Hace 36 años, Robert Edwards, médico británico creador de la fecundación in vitro logró que naciera Louise Brown, el primer humano de ‘probeta’. Este acontecimiento le dio la vuelta al mundo y atizó uno de los debates más polémicos sobre el papel de la ciencia en asuntos que a lo largo de la historia solo fueron manejados por Dios. Aun así, los beneficios brindados por este descubrimiento a millones de parejas lo hicieron acreedor en 2010 al Premio Nobel de Medicina.
El avance científico tendrá siempre defensores y detractores. Pero sin duda alguna, ayudar a concebir a una pareja que desea más que nada tener un hijo, es uno de los propósitos que alienta a los especialistas a seguir sus investigaciones. Por supuesto abundan los documentales y artículos especializados que plantean posibilidades como, por ejemplo, elegir la información genética de los bebés para hacerlos más rubios o inteligentes, pero definitivamente este tipo de objetivos es “bastante cuestionable éticamente” (en palabras de los asesores de este artículo).

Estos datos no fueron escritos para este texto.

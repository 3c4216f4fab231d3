//! Constants used throughout lain-auth.
//!
//! Centralizes store keys, container names and default values.

/// Store key holding the console auth settings.
pub const CONSOLE_AUTH_KEY: &str = "/config/auth/console";

/// Store key holding the registry auth settings.
pub const REGISTRY_AUTH_KEY: &str = "/config/auth/registry";

/// Store key holding the cluster domain.
pub const DOMAIN_KEY: &str = "/config/domain";

/// Namespace all store keys live under on the etcd side.
pub const ETCD_NAMESPACE: &str = "/lain";

/// Default etcd authority when `CONSOLE_ETCD_HOST` is unset.
pub const ETCD_AUTHORITY: &str = "etcd.lain:4001";

/// Port used when the etcd authority carries no port.
pub const ETCD_DEFAULT_PORT: u16 = 4001;

/// Docker daemon the registry container runs on.
pub const DOCKER_HOST: &str = ":2376";

/// Name filter matching the registry container.
pub const REGISTRY_CONTAINER: &str = "registry.web.web";

/// Service name registry tokens are issued for.
pub const REGISTRY_SERVICE: &str = "lain.local";

/// Prefix of every SSO group name. Must start with a letter.
pub const GROUP_PREFIX: &str = "ca";

/// Number of hex characters of the digest kept in a group name.
pub const GROUP_HASH_LEN: usize = 30;

/// Apps provisioned when the live app list is not requested.
pub const DEFAULT_APPS: &[&str] = &["console", "registry", "tinydns", "webrouter", "lvault"];

/// Seconds between two SSO group creations.
pub const PROVISION_DELAY_SECS: u64 = 3;

/// Seconds between stopping and starting the registry.
pub const RESTART_PAUSE_SECS: u64 = 3;

/// Seconds a single docker CLI call may take before it is killed.
pub const DOCKER_COMMAND_TIMEOUT_SECS: u64 = 60;

/// Timeout for a single HTTP request.
pub const REQUEST_TIMEOUT_SECS: u64 = 30;

/// Default CLI values for `open`.
pub const CONSOLE_AUTH_TYPE: &str = "lain-sso";
pub const SSO_URL: &str = "http://sso.lain.local";
pub const REGISTRY_REALM: &str = "http://console.lain.local/api/v1/authorize/registry/";
pub const REGISTRY_ISSUER: &str = "auth server";

/// Default SSO client registration used by `init`.
pub const SSO_CLIENT_ID: &str = "3";
pub const SSO_CLIENT_SECRET: &str = "lain-cli_admin";
pub const SSO_REDIRECT_URI: &str = "https://example.com/";

/// Config file name under the user config directory.
pub const CONFIG_DIR: &str = "lain-auth";
pub const CONFIG_FILE: &str = "config.toml";
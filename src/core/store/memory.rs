//! In-process store.

use std::cell::RefCell;
use std::collections::BTreeMap;

use super::ConfigStore;
use crate::error::Result;

/// Store backed by a map. Single-threaded, like the rest of the tool.
#[derive(Debug, Default)]
pub struct Memory {
    entries: RefCell<BTreeMap<String, String>>,
}

impl Memory {
    pub fn new() -> Self {
        Self::default()
    }

    /// Store pre-populated with `entries`.
    pub fn with_entries<I, K, V>(entries: I) -> Self
    where
        I: IntoIterator<Item = (K, V)>,
        K: Into<String>,
        V: Into<String>,
    {
        let entries = entries
            .into_iter()
            .map(|(k, v)| (k.into(), v.into()))
            .collect();
        Self {
            entries: RefCell::new(entries),
        }
    }

    pub fn contains(&self, key: &str) -> bool {
        self.entries.borrow().contains_key(key)
    }

    pub fn keys(&self) -> Vec<String> {
        self.entries.borrow().keys().cloned().collect()
    }
}

impl ConfigStore for Memory {
    fn read(&self, key: &str) -> Result<Option<String>> {
        Ok(self.entries.borrow().get(key).cloned())
    }

    fn write(&self, key: &str, value: &str) -> Result<()> {
        self.entries
            .borrow_mut()
            .insert(key.to_string(), value.to_string());
        Ok(())
    }

    fn delete(&self, key: &str) -> Result<()> {
        self.entries.borrow_mut().remove(key);
        Ok(())
    }
}
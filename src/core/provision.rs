//! SSO group provisioning.
//!
//! Every app gets one SSO group whose name is derived from the app name
//! alone, so a rerun after a partial failure targets the same groups instead
//! of creating duplicates. Apps are processed one at a time; a failure is
//! recorded and the pass moves on.

use md5::{Digest, Md5};
use std::time::Duration;
use tracing::{debug, info, warn};

use crate::core::config::GroupConfig;
use crate::core::constants;
use crate::core::directory::AppDirectory;
use crate::core::pause::Sleeper;
use crate::core::sso::SsoClient;
use crate::core::types::{App, AuthToken, SsoGroup};
use crate::core::validation;
use crate::error::Result;

/// Derive the SSO group name for `app`.
///
/// `group_prefix` followed by the first 30 hex digits of
/// `md5(name_prefix + app)`. Depends on nothing but its inputs.
pub fn group_name(group_prefix: &str, name_prefix: &str, app: &str) -> String {
    let digest = Md5::digest(format!("{}{}", name_prefix, app).as_bytes());
    let hex = format!("{:x}", digest);
    format!("{}{}", group_prefix, &hex[..constants::GROUP_HASH_LEN])
}

/// Prefixes used to turn app names into groups.
#[derive(Debug, Clone, PartialEq, Eq)]
pub struct GroupNaming {
    group_prefix: String,
    name_prefix: String,
    fullname_prefix: String,
}

impl GroupNaming {
    /// # Errors
    ///
    /// Returns `Error::InvalidConfig` if `group_prefix` would produce names
    /// SSO rejects.
    pub fn new(
        group_prefix: impl Into<String>,
        name_prefix: impl Into<String>,
        fullname_prefix: impl Into<String>,
    ) -> Result<Self> {
        let group_prefix = group_prefix.into();
        validation::validate_group_prefix(&group_prefix)?;
        Ok(Self {
            group_prefix,
            name_prefix: name_prefix.into(),
            fullname_prefix: fullname_prefix.into(),
        })
    }

    /// Build naming from config, deriving unset prefixes from the domain.
    ///
    /// `domain` is only called when a prefix needs it.
    pub fn from_config<F>(config: &GroupConfig, domain: F) -> Result<Self>
    where
        F: FnOnce() -> Result<String>,
    {
        let (name_prefix, fullname_prefix) =
            match (&config.name_prefix, &config.fullname_prefix) {
                (Some(name), Some(fullname)) => (name.clone(), fullname.clone()),
                (name, fullname) => {
                    let domain = domain()?;
                    (
                        name.clone()
                            .unwrap_or_else(|| format!("ConsoleApp{}", domain)),
                        fullname
                            .clone()
                            .unwrap_or_else(|| format!("Console APP in {}: ", domain)),
                    )
                }
            };

        Self::new(config.prefix.clone(), name_prefix, fullname_prefix)
    }

    pub fn group_for(&self, app: &App) -> SsoGroup {
        SsoGroup {
            name: group_name(&self.group_prefix, &self.name_prefix, &app.name),
            fullname: format!("{}{}", self.fullname_prefix, app.name),
        }
    }
}

/// What happened to one app.
#[derive(Debug)]
pub struct GroupOutcome {
    pub app: App,
    pub group: SsoGroup,
    pub result: Result<()>,
}

/// Per-app outcomes of a provisioning pass, in input order.
#[derive(Debug, Default)]
pub struct ProvisionReport {
    pub outcomes: Vec<GroupOutcome>,
}

impl ProvisionReport {
    pub fn succeeded(&self) -> impl Iterator<Item = &GroupOutcome> {
        self.outcomes.iter().filter(|o| o.result.is_ok())
    }

    pub fn failed(&self) -> impl Iterator<Item = &GroupOutcome> {
        self.outcomes.iter().filter(|o| o.result.is_err())
    }

    pub fn has_failures(&self) -> bool {
        self.failed().next().is_some()
    }
}

/// Creates SSO groups for apps.
pub struct GroupProvisioner<C, P> {
    sso: C,
    sleeper: P,
    naming: GroupNaming,
    delay: Duration,
}

impl<C, P> GroupProvisioner<C, P>
where
    C: SsoClient,
    P: Sleeper,
{
    /// `delay` separates two consecutive group creations.
    pub fn new(sso: C, sleeper: P, naming: GroupNaming, delay: Duration) -> Self {
        Self {
            sso,
            sleeper,
            naming,
            delay,
        }
    }

    /// List apps from `directory`, then provision them.
    ///
    /// # Errors
    ///
    /// Returns `Error::DirectoryUnavailable` if the app list cannot be
    /// obtained; nothing is created in that case. Per-app failures are in
    /// the report, never an `Err`.
    pub fn run<D>(&self, token: &AuthToken, directory: &D) -> Result<ProvisionReport>
    where
        D: AppDirectory + ?Sized,
    {
        let apps = directory.list_apps(token)?;
        info!(apps = apps.len(), "provisioning sso groups");
        Ok(self.provision(token, &apps))
    }

    /// Create one group per app, continuing past failures.
    pub fn provision(&self, token: &AuthToken, apps: &[App]) -> ProvisionReport {
        let mut report = ProvisionReport::default();

        for (i, app) in apps.iter().enumerate() {
            if i > 0 {
                self.sleeper.sleep(self.delay);
            }

            let group = self.naming.group_for(app);
            debug!(app = %app.name, group = %group.name, "creating sso group");

            let result = self.sso.create_group(token, &group);
            match &result {
                Ok(()) => info!(app = %app.name, group = %group.name, "sso group created"),
                Err(e) => warn!(app = %app.name, error = %e, "sso group not created"),
            }

            report.outcomes.push(GroupOutcome {
                app: app.clone(),
                group,
                result,
            });
        }

        report
    }
}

Por ello, la tendencia actual es desarrollar métodos que combatan los índices de infertilidad y prevenir el desarrollo de enfermedades o padecimientos que le impidan a ese futuro ser llevar una vida normal. Y creemos que hasta ahí podemos estar de acuerdo en su impacto positivo.
Una mirada al futuro
Aunque en los últimos años un grupo de científicos trabaja en la posibilidad de crear placentas artificiales para ayudar a bebés prematuros a terminar su desarrollo, aún no parece estar cerca la realidad de gestarlos allí completamente; un “avance” que según algunas voces, pondría definitivamente a las mujeres en igualdad de condiciones con respecto a los hombres a la hora de concebir.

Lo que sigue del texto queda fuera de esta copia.